(EXERCISE INPUTS)

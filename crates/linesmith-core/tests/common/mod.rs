//! Scripted collaborators shared by the integration tests

#![allow(dead_code)]

use std::collections::VecDeque;
use std::sync::Mutex;
use std::sync::atomic::{AtomicUsize, Ordering};

use async_trait::async_trait;
use linesmith_core::charts::ChartArtifact;
use linesmith_core::conversation::{Message, ToolCallRecord};
use linesmith_core::error::{Error, Result};
use linesmith_core::provider::{Completion, ModelClient};
use linesmith_core::tools::{CodeExecutor, CodeRun, ToolDefinition, ToolProvider};
use serde_json::{Value, json};

/// Replays queued completions and records every transcript it was shown
#[derive(Default)]
pub struct ScriptedModel {
    replies: Mutex<VecDeque<Result<Completion>>>,
    seen: Mutex<Vec<Vec<Message>>>,
}

impl ScriptedModel {
    pub fn new(replies: Vec<Completion>) -> Self {
        Self {
            replies: Mutex::new(replies.into_iter().map(Ok).collect()),
            seen: Mutex::new(Vec::new()),
        }
    }

    pub fn push_error(&self, message: &str) {
        self.replies
            .lock()
            .unwrap()
            .push_back(Err(Error::Provider(message.to_string())));
    }

    pub fn seen(&self) -> Vec<Vec<Message>> {
        self.seen.lock().unwrap().clone()
    }

    pub fn calls(&self) -> usize {
        self.seen.lock().unwrap().len()
    }
}

#[async_trait]
impl ModelClient for ScriptedModel {
    async fn complete(&self, messages: &[Message], _tools: &[ToolDefinition]) -> Result<Completion> {
        self.seen.lock().unwrap().push(messages.to_vec());
        self.replies
            .lock()
            .unwrap()
            .pop_front()
            .unwrap_or_else(|| Err(Error::Provider("script exhausted".to_string())))
    }
}

/// Search provider that echoes the query back
#[derive(Default)]
pub struct EchoProvider {
    pub calls: Mutex<Vec<(String, Value)>>,
    pub fail: bool,
}

impl EchoProvider {
    pub fn failing() -> Self {
        Self {
            fail: true,
            ..Default::default()
        }
    }

    pub fn call_count(&self) -> usize {
        self.calls.lock().unwrap().len()
    }
}

#[async_trait]
impl ToolProvider for EchoProvider {
    async fn list_tools(&self) -> Result<Vec<ToolDefinition>> {
        Ok(vec![ToolDefinition::from_provider_schema(
            "brave_web_search",
            "Search the web",
            &json!({
                "type": "object",
                "properties": { "query": { "type": "string" } },
                "required": ["query"]
            }),
        )])
    }

    async fn call_tool(&self, name: &str, arguments: Value) -> Result<Value> {
        self.calls.lock().unwrap().push((name.to_string(), arguments.clone()));
        if self.fail {
            return Err(Error::Agent("search backend unavailable".to_string()));
        }
        Ok(json!({
            "content": [{ "type": "text", "text": format!("results for {}", arguments["query"]) }]
        }))
    }
}

/// Code executor returning a fixed outcome and counting invocations
pub struct FakeExecutor {
    outcome: Mutex<Result<CodeRun>>,
    runs: AtomicUsize,
    pub codes: Mutex<Vec<String>>,
}

impl FakeExecutor {
    /// Successful run producing `charts` PNGs
    pub fn with_charts(charts: usize) -> Self {
        Self::from_outcome(Ok(CodeRun {
            success: true,
            stdout: "ok\n".to_string(),
            charts: (0..charts)
                .map(|index| ChartArtifact {
                    index,
                    png: vec![0x89, b'P', b'N', b'G', index as u8],
                })
                .collect(),
            ..Default::default()
        }))
    }

    pub fn failing_code(error: &str, traceback: &str) -> Self {
        Self::from_outcome(Ok(CodeRun {
            success: false,
            error: Some(error.to_string()),
            traceback: Some(traceback.to_string()),
            ..Default::default()
        }))
    }

    pub fn broken_backend() -> Self {
        Self::from_outcome(Err(Error::Agent("sandbox unreachable".to_string())))
    }

    fn from_outcome(outcome: Result<CodeRun>) -> Self {
        Self {
            outcome: Mutex::new(outcome),
            runs: AtomicUsize::new(0),
            codes: Mutex::new(Vec::new()),
        }
    }

    pub fn runs(&self) -> usize {
        self.runs.load(Ordering::SeqCst)
    }
}

#[async_trait]
impl CodeExecutor for FakeExecutor {
    async fn execute(&self, code: &str) -> Result<CodeRun> {
        self.runs.fetch_add(1, Ordering::SeqCst);
        self.codes.lock().unwrap().push(code.to_string());
        match &*self.outcome.lock().unwrap() {
            Ok(run) => Ok(run.clone()),
            Err(e) => Err(Error::Agent(e.to_string())),
        }
    }
}

pub fn code_call(id: &str, code: &str) -> ToolCallRecord {
    ToolCallRecord::new(id, "run_python_code", json!({ "code": code }).to_string())
}

pub fn search_call(id: &str, query: &str) -> ToolCallRecord {
    ToolCallRecord::new(id, "brave_web_search", json!({ "query": query }).to_string())
}

/// Parse a tool-result message body
pub fn tool_content(message: &Message) -> Value {
    match message {
        Message::Tool { content, .. } => serde_json::from_str(content).unwrap(),
        other => panic!("expected tool message, got {:?}", other),
    }
}
//! Background job lifecycle
//!
//! A job goes `pending -> in_progress -> completed | failed`. Its status
//! record and result live on disk in a per-job directory, so callers can
//! poll without holding on to the task that runs it.

pub mod store;
pub mod tracker;

use std::fmt;

use chrono::{DateTime, Utc};
use serde::{Deserialize, Serialize};

use crate::error::{Error, Result};

pub use store::JobStore;
pub use tracker::{JobRunner, JobTracker};

/// Filesystem-safe job identifier
#[derive(Debug, Clone, PartialEq, Eq, Hash, PartialOrd, Ord, Serialize, Deserialize)]
#[serde(transparent)]
pub struct JobKey(String);

/// Joins the parts of a multi-part key. Slugs never contain it.
const PART_SEPARATOR: &str = "--";

impl JobKey {
    /// Build a key from free text: lowercased, runs of anything other than
    /// ASCII letters and digits become a single `-`
    pub fn new(raw: &str) -> Result<Self> {
        Ok(Self(slug(raw)?))
    }

    /// Slug each part on its own and join them with `--`, so distinct part
    /// lists never collide
    pub fn from_parts(parts: &[&str]) -> Result<Self> {
        let slugs = parts.iter().map(|part| slug(part)).collect::<Result<Vec<_>>>()?;
        if slugs.is_empty() {
            return Err(Error::Agent("Job key needs at least one part".to_string()));
        }
        Ok(Self(slugs.join(PART_SEPARATOR)))
    }

    pub fn as_str(&self) -> &str {
        &self.0
    }
}

fn slug(raw: &str) -> Result<String> {
    let mut slug = String::with_capacity(raw.len());
    for c in raw.chars() {
        if c.is_ascii_alphanumeric() {
            slug.push(c.to_ascii_lowercase());
        } else if !slug.is_empty() && !slug.ends_with('-') {
            slug.push('-');
        }
    }
    while slug.ends_with('-') {
        slug.pop();
    }

    if slug.is_empty() {
        return Err(Error::Agent(format!("Invalid job key: {:?}", raw)));
    }
    Ok(slug)
}

impl fmt::Display for JobKey {
    fn fmt(&self, f: &mut fmt::Formatter<'_>) -> fmt::Result {
        f.write_str(&self.0)
    }
}

/// Job status
#[derive(Debug, Clone, Copy, PartialEq, Eq, Serialize, Deserialize)]
#[serde(rename_all = "snake_case")]
pub enum JobStatus {
    Pending,
    InProgress,
    Completed,
    Failed,
}

impl JobStatus {
    pub fn is_terminal(self) -> bool {
        matches!(self, JobStatus::Completed | JobStatus::Failed)
    }

    pub fn as_str(self) -> &'static str {
        match self {
            JobStatus::Pending => "pending",
            JobStatus::InProgress => "in_progress",
            JobStatus::Completed => "completed",
            JobStatus::Failed => "failed",
        }
    }
}

impl fmt::Display for JobStatus {
    fn fmt(&self, f: &mut fmt::Formatter<'_>) -> fmt::Result {
        f.write_str(self.as_str())
    }
}

/// Persisted status record. `completed_at` is set exactly when the status
/// is terminal; `error` only when it is `failed`.
#[derive(Debug, Clone, PartialEq, Eq, Serialize, Deserialize)]
pub struct JobRecord {
    pub status: JobStatus,
    pub started_at: DateTime<Utc>,
    #[serde(default, skip_serializing_if = "Option::is_none")]
    pub completed_at: Option<DateTime<Utc>>,
    #[serde(default, skip_serializing_if = "Option::is_none")]
    pub error: Option<String>,
}

impl JobRecord {
    pub fn pending() -> Self {
        Self {
            status: JobStatus::Pending,
            started_at: Utc::now(),
            completed_at: None,
            error: None,
        }
    }

    pub fn in_progress() -> Self {
        Self {
            status: JobStatus::InProgress,
            ..Self::pending()
        }
    }

    pub fn completed(started_at: DateTime<Utc>) -> Self {
        Self {
            status: JobStatus::Completed,
            started_at,
            completed_at: Some(Utc::now()),
            error: None,
        }
    }

    pub fn failed(started_at: DateTime<Utc>, error: impl Into<String>) -> Self {
        Self {
            status: JobStatus::Failed,
            started_at,
            completed_at: Some(Utc::now()),
            error: Some(error.into()),
        }
    }
}

#[cfg(test)]
mod tests {
    use super::*;

    #[test]
    fn test_key_slugging() {
        assert_eq!(JobKey::new("TeamA vs TeamB week 5").unwrap().as_str(), "teama-vs-teamb-week-5");
        assert_eq!(
            JobKey::new("  Minnesota Vikings -vs- Green Bay Packers!! ").unwrap().as_str(),
            "minnesota-vikings-vs-green-bay-packers"
        );
        assert_eq!(JobKey::new("../etc/passwd").unwrap().as_str(), "etc-passwd");
    }

    #[test]
    fn test_empty_key_rejected() {
        assert!(JobKey::new("  --  ").is_err());
        assert!(JobKey::from_parts(&["a", " ! "]).is_err());
        assert!(JobKey::from_parts(&[]).is_err());
    }

    #[test]
    fn test_parts_never_collide() {
        let left = JobKey::from_parts(&["A vs B", "C"]).unwrap();
        let right = JobKey::from_parts(&["A", "B vs C"]).unwrap();
        assert_eq!(left.as_str(), "a-vs-b--c");
        assert_eq!(right.as_str(), "a--b-vs-c");
        assert_ne!(left, right);
    }

    #[test]
    fn test_status_serializes_snake_case() {
        assert_eq!(serde_json::to_string(&JobStatus::InProgress).unwrap(), "\"in_progress\"");
        assert!(JobStatus::Failed.is_terminal());
        assert!(!JobStatus::Pending.is_terminal());
    }

    #[test]
    fn test_record_invariants() {
        let pending = JobRecord::pending();
        assert!(pending.completed_at.is_none() && pending.error.is_none());

        let failed = JobRecord::failed(pending.started_at, "boom");
        assert!(failed.completed_at.is_some());
        assert_eq!(failed.error.as_deref(), Some("boom"));

        let completed = JobRecord::completed(pending.started_at);
        assert!(completed.completed_at.is_some() && completed.error.is_none());
        assert_eq!(completed.started_at, pending.started_at);
    }

    #[test]
    fn test_record_json_omits_empty_fields() {
        let value = serde_json::to_value(JobRecord::pending()).unwrap();
        assert_eq!(value["status"], "pending");
        assert!(value.get("completed_at").is_none());
        assert!(value.get("error").is_none());
    }
}
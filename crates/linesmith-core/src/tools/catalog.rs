//! Tool definitions declared to the model

use serde::{Deserialize, Serialize};
use serde_json::{Map, Value, json};
use tracing::warn;

/// Name of the built-in code execution tool
pub const CODE_TOOL_NAME: &str = "run_python_code";

/// Tool definition for LLM consumption
#[derive(Debug, Clone, PartialEq, Serialize, Deserialize)]
pub struct ToolDefinition {
    pub name: String,
    pub description: String,
    pub parameters: Value,
}

impl ToolDefinition {
    /// Wrap a provider tool, reducing its input schema to an object schema
    /// carrying only `properties` and `required`
    pub fn from_provider_schema(name: impl Into<String>, description: impl Into<String>, schema: &Value) -> Self {
        let mut parameters = Map::new();
        parameters.insert("type".to_string(), Value::String("object".to_string()));
        parameters.insert(
            "properties".to_string(),
            schema
                .get("properties")
                .cloned()
                .unwrap_or_else(|| Value::Object(Map::new())),
        );
        if let Some(required) = schema.get("required") {
            parameters.insert("required".to_string(), required.clone());
        }

        Self {
            name: name.into(),
            description: description.into(),
            parameters: Value::Object(parameters),
        }
    }
}

/// Definition of the code execution tool
pub fn code_tool_definition() -> ToolDefinition {
    ToolDefinition {
        name: CODE_TOOL_NAME.to_string(),
        description: "Execute Python code in a sandboxed environment. Use this to create visualizations and analyze data."
            .to_string(),
        parameters: json!({
            "type": "object",
            "properties": {
                "code": {
                    "type": "string",
                    "description": "Python code to execute. MUST include matplotlib.pyplot.savefig() to save charts as PNG files."
                }
            },
            "required": ["code"]
        }),
    }
}

/// Provider tools followed by the code tool
pub fn build_catalog(provider_tools: Vec<ToolDefinition>) -> Vec<ToolDefinition> {
    let mut catalog: Vec<ToolDefinition> = provider_tools
        .into_iter()
        .filter(|tool| {
            if tool.name == CODE_TOOL_NAME {
                warn!("Provider tool {} shadows the built-in code tool; ignoring it", tool.name);
                return false;
            }
            true
        })
        .collect();
    catalog.push(code_tool_definition());
    catalog
}
//! Job submission and polling

use std::any::Any;
use std::collections::HashMap;
use std::panic::AssertUnwindSafe;
use std::sync::Arc;

use async_trait::async_trait;
use chrono::Utc;
use futures::FutureExt;
use tokio::sync::Mutex;
use tokio::task::JoinHandle;
use tracing::{error, info};

use super::{JobKey, JobRecord, JobStore};
use crate::charts::ChartStore;
use crate::conversation::AttemptOutcome;
use crate::error::{Error, Result};

/// The work a job performs. Charts go through the given store, which points
/// at the job's directory.
#[async_trait]
pub trait JobRunner: Send + Sync + 'static {
    type Input: Send + 'static;

    async fn run(&self, input: Self::Input, charts: ChartStore) -> Result<AttemptOutcome>;
}

/// Runs jobs in the background and answers status/result queries from the
/// persisted records
pub struct JobTracker<R: JobRunner> {
    store: JobStore,
    runner: Arc<R>,
    chart_prefix: String,
    tasks: Mutex<HashMap<JobKey, JoinHandle<()>>>,
}

impl<R: JobRunner> JobTracker<R> {
    pub fn new(store: JobStore, runner: Arc<R>, chart_prefix: impl Into<String>) -> Self {
        Self {
            store,
            runner,
            chart_prefix: chart_prefix.into(),
            tasks: Mutex::new(HashMap::new()),
        }
    }

    pub fn store(&self) -> &JobStore {
        &self.store
    }

    /// Record the job as pending and start it without waiting for it.
    ///
    /// Rejected while an earlier run of the same key is still going.
    pub async fn submit(&self, key: JobKey, input: R::Input) -> Result<()> {
        let mut tasks = self.tasks.lock().await;
        tasks.retain(|_, handle| !handle.is_finished());

        if tasks.contains_key(&key) {
            return Err(Error::JobInFlight(key.to_string()));
        }

        self.store.reset(&key)?;
        self.store.write_status(&key, &JobRecord::pending())?;
        info!(job = %key, "Job submitted");

        let store = self.store.clone();
        let runner = self.runner.clone();
        let charts = ChartStore::new(store.job_dir(&key), self.chart_prefix.clone());
        let task_key = key.clone();

        let handle = tokio::spawn(async move {
            run_job(store, runner, task_key, input, charts).await;
        });
        tasks.insert(key, handle);

        Ok(())
    }

    /// The persisted status record, or `None` if the key was never submitted
    pub fn status(&self, key: &JobKey) -> Result<Option<JobRecord>> {
        self.store.read_status(key)
    }

    /// The result markdown, only once the job has completed
    pub fn result(&self, key: &JobKey) -> Result<Option<String>> {
        self.store.completed_result(key)
    }

    /// Wait for a job started by this tracker and return its final record.
    /// A job whose task was already reaped answers from its terminal record.
    pub async fn wait(&self, key: &JobKey) -> Result<JobRecord> {
        let Some(handle) = self.tasks.lock().await.remove(key) else {
            return match self.status(key)? {
                Some(record) if record.status.is_terminal() => Ok(record),
                _ => Err(Error::JobNotFound(key.to_string())),
            };
        };

        if let Err(e) = handle.await {
            error!(job = %key, error = %e, "Job task aborted");
            let started_at = self
                .store
                .read_status(key)?
                .map(|record| record.started_at)
                .unwrap_or_else(Utc::now);
            self.store
                .write_status(key, &JobRecord::failed(started_at, format!("Job task aborted: {}", e)))?;
        }

        self.status(key)?.ok_or_else(|| Error::JobNotFound(key.to_string()))
    }
}

async fn run_job<R: JobRunner>(store: JobStore, runner: Arc<R>, key: JobKey, input: R::Input, charts: ChartStore) {
    let started = JobRecord::in_progress();
    if let Err(e) = store.write_status(&key, &started) {
        error!(job = %key, error = %e, "Failed to record job start");
    }
    info!(job = %key, "Job in progress");

    let outcome = AssertUnwindSafe(runner.run(input, charts)).catch_unwind().await;
    let record = match outcome {
        Ok(Ok(outcome)) => match store.write_result(&key, &render_result(&outcome)) {
            Ok(()) => {
                info!(
                    job = %key,
                    attempts = outcome.attempts,
                    charts = outcome.charts_saved.len(),
                    "Job completed"
                );
                JobRecord::completed(started.started_at)
            }
            Err(e) => {
                error!(job = %key, error = %e, "Failed to write job result");
                JobRecord::failed(started.started_at, e.to_string())
            }
        },
        Ok(Err(e)) => {
            error!(job = %key, error = %e, "Job failed");
            JobRecord::failed(started.started_at, e.to_string())
        }
        Err(panic) => {
            let message = panic_message(panic.as_ref());
            error!(job = %key, panic = %message, "Job task panicked");
            JobRecord::failed(started.started_at, format!("Job task panicked: {}", message))
        }
    };

    if let Err(e) = store.write_status(&key, &record) {
        error!(job = %key, error = %e, "Failed to record job outcome");
    }
}

fn panic_message(payload: &(dyn Any + Send)) -> String {
    if let Some(message) = payload.downcast_ref::<&str>() {
        message.to_string()
    } else if let Some(message) = payload.downcast_ref::<String>() {
        message.clone()
    } else {
        "unknown panic".to_string()
    }
}

/// Final response, followed by a `## Charts` section listing the charts of
/// the final attempt
pub fn render_result(outcome: &AttemptOutcome) -> String {
    let mut markdown = outcome.response.trim_end().to_string();
    markdown.push('\n');

    if !outcome.charts_saved.is_empty() {
        markdown.push_str("\n## Charts\n\n");
        for name in &outcome.charts_saved {
            markdown.push_str(&format!("![{}]({})\n", name, name));
        }
    }

    markdown
}

#[cfg(test)]
mod tests {
    use super::*;

    use crate::jobs::JobStatus;

    struct EchoRunner;

    #[async_trait]
    impl JobRunner for EchoRunner {
        type Input = &'static str;

        async fn run(&self, response: &'static str, _charts: ChartStore) -> Result<AttemptOutcome> {
            Ok(AttemptOutcome {
                response: response.to_string(),
                charts_saved: vec![],
                attempts: 1,
            })
        }
    }

    #[tokio::test]
    async fn test_submit_drops_finished_handles() {
        let dir = tempfile::tempdir().unwrap();
        let tracker = JobTracker::new(JobStore::new(dir.path()), Arc::new(EchoRunner), "nfl-analysis");
        let first = JobKey::new("first").unwrap();
        let second = JobKey::new("second").unwrap();

        tracker.submit(first.clone(), "one").await.unwrap();
        while !tracker.status(&first).unwrap().is_some_and(|r| r.status.is_terminal()) {
            tokio::task::yield_now().await;
        }
        tracker.submit(second.clone(), "two").await.unwrap();

        {
            let tasks = tracker.tasks.lock().await;
            assert_eq!(tasks.len(), 1);
            assert!(tasks.contains_key(&second));
        }

        assert_eq!(tracker.wait(&first).await.unwrap().status, JobStatus::Completed);
        assert_eq!(tracker.wait(&second).await.unwrap().status, JobStatus::Completed);
        assert!(tracker.tasks.lock().await.is_empty());
    }

    #[test]
    fn test_render_without_charts() {
        let outcome = AttemptOutcome {
            response: "Take the under.\n\n".to_string(),
            charts_saved: vec![],
            attempts: 4,
        };
        assert_eq!(render_result(&outcome), "Take the under.\n");
    }

    #[test]
    fn test_render_lists_charts_in_order() {
        let outcome = AttemptOutcome {
            response: "# Analysis".to_string(),
            charts_saved: vec!["nfl-analysis-0.png".to_string(), "nfl-analysis-1.png".to_string()],
            attempts: 1,
        };
        assert_eq!(
            render_result(&outcome),
            "# Analysis\n\n## Charts\n\n![nfl-analysis-0.png](nfl-analysis-0.png)\n![nfl-analysis-1.png](nfl-analysis-1.png)\n"
        );
    }
}
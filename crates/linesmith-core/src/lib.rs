//! Linesmith Core Library
//!
//! This crate provides the core functionality for Linesmith, a research agent
//! that drives a language model through web search and sandboxed code
//! execution until it produces a charted matchup analysis.
//!
//! The pieces, bottom-up:
//! - [`tools`]: argument recovery, the per-attempt execution quota, and the
//!   dispatcher that turns tool calls into model-visible results
//! - [`conversation`]: the model/tool loop and the retry wrapper
//! - [`jobs`]: background job lifecycle with persisted status records
//! - [`analysis`]: the wiring for one matchup analysis

pub mod analysis;
pub mod charts;
pub mod config;
pub mod conversation;
pub mod error;
pub mod jobs;
pub mod prompts;
pub mod provider;
pub mod tools;

pub use analysis::{AnalysisRunner, BettingAnalyst, Matchup};
pub use charts::{ChartArtifact, ChartStore};
pub use config::{Config, ConfigManager};
pub use conversation::{AttemptOutcome, ConversationEngine, Message, RetryOrchestrator, ToolCallRecord};
pub use error::{Error, Result};
pub use jobs::{JobKey, JobRecord, JobRunner, JobStatus, JobStore, JobTracker};
pub use provider::{Completion, ModelClient};
pub use tools::{CodeExecutor, ExecutionQuota, ToolDefinition, ToolDispatcher, ToolOutput, ToolProvider};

(End EXERCISE INPUTS)

AIM OF THE EXERCISE
Search the data above for lines holding "that" and copy each of them.

RESULT
/// Search provider that echoes the query back
//! poll without holding on to the task that runs it.
//! that drives a language model through web search and sandboxed code
//!   dispatcher that turns tool calls into model-visible results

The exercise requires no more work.